90 Prozent der Bürger geben ihre Steuererklärung digital ab, ein Drittel wählt online und auch in Sachen Bildung setzt Estland auf die Digitalisierung. Das Recht auf Internet ist sogar in der Verfassung verankert. Doch trotz aller Moderne lässt das Land seine Sowjetvergangenheit nicht los.

Von Michael Olmer und Henrike Busch |
    Die Nationalflagge von Estland
    Estland erlangte vor 26 Jahren seine Unabhängigkeit von Russland (picture-alliance / dpa / MAXPPP / Jp Amet)

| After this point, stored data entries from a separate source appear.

//! Projection of document keys onto queryable fields.
//!
//! Responsibilities:
//! - Hold the field set (`name -> JSON value`) exposed by a view.
//! - Rebuild that set from a freshly loaded document, applying the case policy.
//! - Look fields up with defaulting, and enumerate them with prefix filtering.
//!
//! Does NOT handle:
//! - Reading documents or walking sections (see `loader::document`).
//!
//! Invariants:
//! - After `project`, the field set mirrors exactly the latest mapping; stale
//!   fields from earlier loads are gone.
//! - A key that case-converts to a reserved field name is rejected and the
//!   previous field set is kept untouched.
//! - `enumerate` is recomputed from the current fields on every call.
//! - Prefix matching is a raw string prefix test, not a dotted-segment match.

use std::collections::BTreeMap;

use serde_json::Value;

use crate::loader::ConfigError;
use crate::types::CasePolicy;

/// Field names used by the configuration machinery itself: case policy,
/// section path, source reference, and extension tag.
pub const RESERVED_FIELDS: [&str; 4] = ["uppercase", "section", "config", "extension"];

/// Leading marker of internal fields, hidden from enumeration.
pub const INTERNAL_FIELD_PREFIX: char = '_';

pub fn is_reserved(name: &str) -> bool {
    RESERVED_FIELDS.contains(&name)
}

/// The projected field set of one view.
#[derive(Debug, Clone, Default, PartialEq)]
pub struct Projection {
    case: CasePolicy,
    fields: BTreeMap<String, Value>,
}

impl Projection {
    pub fn new(case: CasePolicy) -> Self {
        Self {
            case,
            fields: BTreeMap::new(),
        }
    }

    pub fn case_policy(&self) -> CasePolicy {
        self.case
    }

    /// Replace the field set with the keys of `document`.
    ///
    /// A non-object document projects no fields. On collision with a reserved
    /// name nothing changes and `ReservedField` is returned.
    pub fn project(&mut self, document: Value) -> Result<(), ConfigError> {
        let Value::Object(map) = document else {
            tracing::warn!("Configuration section is not an object; no fields projected");
            self.fields.clear();
            return Ok(());
        };

        let mut fields = BTreeMap::new();
        for (key, value) in map {
            let name = self.case.apply(&key).into_owned();
            if is_reserved(&name) {
                return Err(ConfigError::ReservedField { field: name });
            }
            fields.insert(name, value);
        }

        tracing::trace!(count = fields.len(), "Projected configuration fields");
        self.fields = fields;
        Ok(())
    }

    /// Look up `key` after case conversion.
    pub fn lookup(&self, key: &str) -> Option<&Value> {
        self.fields.get(self.case.apply(key).as_ref())
    }

    /// Look up `key`, falling back to `default`. The default is returned as given.
    pub fn get<'a>(&'a self, key: &str, default: &'a Value) -> &'a Value {
        self.lookup(key).unwrap_or(default)
    }

    pub fn contains(&self, key: &str) -> bool {
        self.lookup(key).is_some()
    }

    /// Public fields, optionally restricted to names starting with `prefix`.
    ///
    /// Excludes reserved names and `_`-prefixed names. The prefix is case-converted
    /// and matched as a literal string prefix, so `DB` selects both `DB_HOST` and `DBX`.
    pub fn enumerate(&self, prefix: Option<&str>) -> BTreeMap<String, Value> {
        let prefix = prefix.map(|p| self.case.apply(p));
        self.fields
            .iter()
            .filter(|(name, _)| Self::is_public(name))
            .filter(|(name, _)| match prefix.as_deref() {
                None | Some("") => true,
                Some(p) => name.as_str() == p || name.starts_with(p),
            })
            .map(|(name, value)| (name.clone(), value.clone()))
            .collect()
    }

    /// Every projected field name, internal ones included.
    pub fn names(&self) -> impl Iterator<Item = &str> {
        self.fields.keys().map(String::as_str)
    }

    pub fn len(&self) -> usize {
        self.fields.len()
    }

    pub fn is_empty(&self) -> bool {
        self.fields.is_empty()
    }

    fn is_public(name: &str) -> bool {
        !is_reserved(name) && !name.starts_with(INTERNAL_FIELD_PREFIX)
    }
}
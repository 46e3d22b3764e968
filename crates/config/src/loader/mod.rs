//! Source resolution and document loading.
//!
//! Responsibilities:
//! - Locate the configuration file from an env variable and naming conventions.
//! - Parse the file (or inline text) as JSON and narrow it to a dotted section.
//!
//! Does NOT handle:
//! - Projecting keys onto a queryable object (see `projection.rs`).
//! - Creating files (see `persistence::vault`).
//!
//! Invariants / Assumptions:
//! - Resolution and loading are blocking and single-shot; nothing is cached.
//! - Empty or whitespace-only environment variables are treated as unset.

pub mod document;
mod env;
mod error;
pub mod resolver;

pub use env::{env_token, env_var_or_none};
pub use error::ConfigError;
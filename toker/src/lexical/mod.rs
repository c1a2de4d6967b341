//! Lexical analysis: the state machine and the tokenizer built on it
//!
//! `TokenContext` owns the character source, the current `LexState` and the
//! punctuation tables. Each state extracts one raw token. `Tokenizer` drives
//! the context and filters out whitespace and (optionally) comments.

pub mod context;
pub mod punctuation;
pub mod state;
pub mod tokenizer;

use crate::config::runtime::TokenizerPreferences;
use crate::source::SourceError;
use std::path::Path;

pub use context::TokenContext;
pub use punctuation::PunctuationTable;
pub use state::{is_escaped, LexState};
pub use tokenizer::Tokenizer;

// ============================================================================
// MODULE API
// ============================================================================

/// Create a tokenizer with default settings
pub fn create_tokenizer() -> Tokenizer {
    Tokenizer::new()
}

/// Create a tokenizer configured from runtime preferences
pub fn create_tokenizer_with_preferences(preferences: &TokenizerPreferences) -> Tokenizer {
    Tokenizer::with_preferences(preferences)
}

/// All significant tokens of `text`, newlines included
pub fn tokenize_text(text: &str) -> Vec<String> {
    let mut tokenizer = Tokenizer::new();
    tokenizer.open_text(text);
    tokenizer.collect()
}

/// All significant tokens of a file, each paired with the line it ends on
pub fn tokenize_file<P: AsRef<Path>>(
    path: P,
    preferences: &TokenizerPreferences,
) -> Result<Vec<(usize, String)>, SourceError> {
    let mut tokenizer = Tokenizer::with_preferences(preferences);
    tokenizer.try_open(path)?;

    let mut tokens = Vec::new();
    while let Some(token) = tokenizer.get_token() {
        tokens.push((tokenizer.line_count(), token));
    }
    tokenizer.close();

    Ok(tokens)
}
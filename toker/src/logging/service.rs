//! Logging service and its sinks

use super::codes::Code;
use super::config;
use super::events::{LogEvent, LogLevel};
use std::sync::{Arc, Mutex, MutexGuard};

/// Destination for events that passed the service's level filter
pub trait Logger: Send + Sync {
    fn log(&self, event: &LogEvent);
}

pub struct LoggingService {
    sink: Arc<dyn Logger>,
    min_level: LogLevel,
}

impl LoggingService {
    pub fn new(sink: Arc<dyn Logger>, min_level: LogLevel) -> Self {
        Self { sink, min_level }
    }

    /// Service built from the runtime logging preferences
    pub fn from_preferences() -> Self {
        let sink: Arc<dyn Logger> = if config::use_structured_logging() {
            Arc::new(JsonLogger)
        } else {
            Arc::new(ConsoleLogger)
        };
        Self::new(sink, config::get_min_log_level())
    }

    pub fn min_level(&self) -> LogLevel {
        self.min_level
    }

    pub fn should_log(&self, level: LogLevel) -> bool {
        level <= self.min_level
    }

    pub fn log_event(&self, event: LogEvent) {
        if self.should_log(event.level) {
            self.sink.log(&event);
        }
    }
}

/// Plain text on stderr; stdout is reserved for tokenizer output
pub struct ConsoleLogger;

impl Logger for ConsoleLogger {
    fn log(&self, event: &LogEvent) {
        eprintln!("{}", event.format());
    }
}

/// One JSON object per line on stderr
pub struct JsonLogger;

impl Logger for JsonLogger {
    fn log(&self, event: &LogEvent) {
        match event.format_json() {
            Ok(json) => eprintln!("{}", json),
            Err(_) => eprintln!("{}", event.format()),
        }
    }
}

/// Keeps the most recent events in memory for inspection in tests
#[derive(Default)]
pub struct MemoryLogger {
    events: Mutex<Vec<LogEvent>>,
}

impl MemoryLogger {
    pub fn new() -> Self {
        Self::default()
    }

    // A poisoned lock still holds valid events
    fn lock(&self) -> MutexGuard<'_, Vec<LogEvent>> {
        self.events
            .lock()
            .unwrap_or_else(|poisoned| poisoned.into_inner())
    }

    pub fn events(&self) -> Vec<LogEvent> {
        self.lock().clone()
    }

    pub fn len(&self) -> usize {
        self.lock().len()
    }

    pub fn is_empty(&self) -> bool {
        self.lock().is_empty()
    }

    pub fn clear(&self) {
        self.lock().clear();
    }

    pub fn events_with_code(&self, code: Code) -> Vec<LogEvent> {
        self.lock()
            .iter()
            .filter(|event| event.has_code(code))
            .cloned()
            .collect()
    }
}

impl Logger for MemoryLogger {
    fn log(&self, event: &LogEvent) {
        let mut events = self.lock();
        let capacity = config::get_event_buffer_size();
        if events.len() >= capacity {
            let excess = events.len() + 1 - capacity;
            events.drain(..excess);
        }
        events.push(event.clone());
    }
}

    Wer frisch in Tallinn landet, der weiß oft schon an der Trambahnhaltestelle am Flughafen nicht mehr weiter. Denn es ist weit und breit kein Ticketautomat zu sehen, auch einen Schalter gibt es nicht. Da die Esten in der Tram einen aber freundlich herein winken, steigt man ein. Und lernt: Der Ticketautomat ist das Smartphone. Kurz die App heruntergeladen und schon ist man ein zahlender Fahrgast. In Deutschland noch die Ausnahme, in Estland ist seit vielen Jahren Alltag.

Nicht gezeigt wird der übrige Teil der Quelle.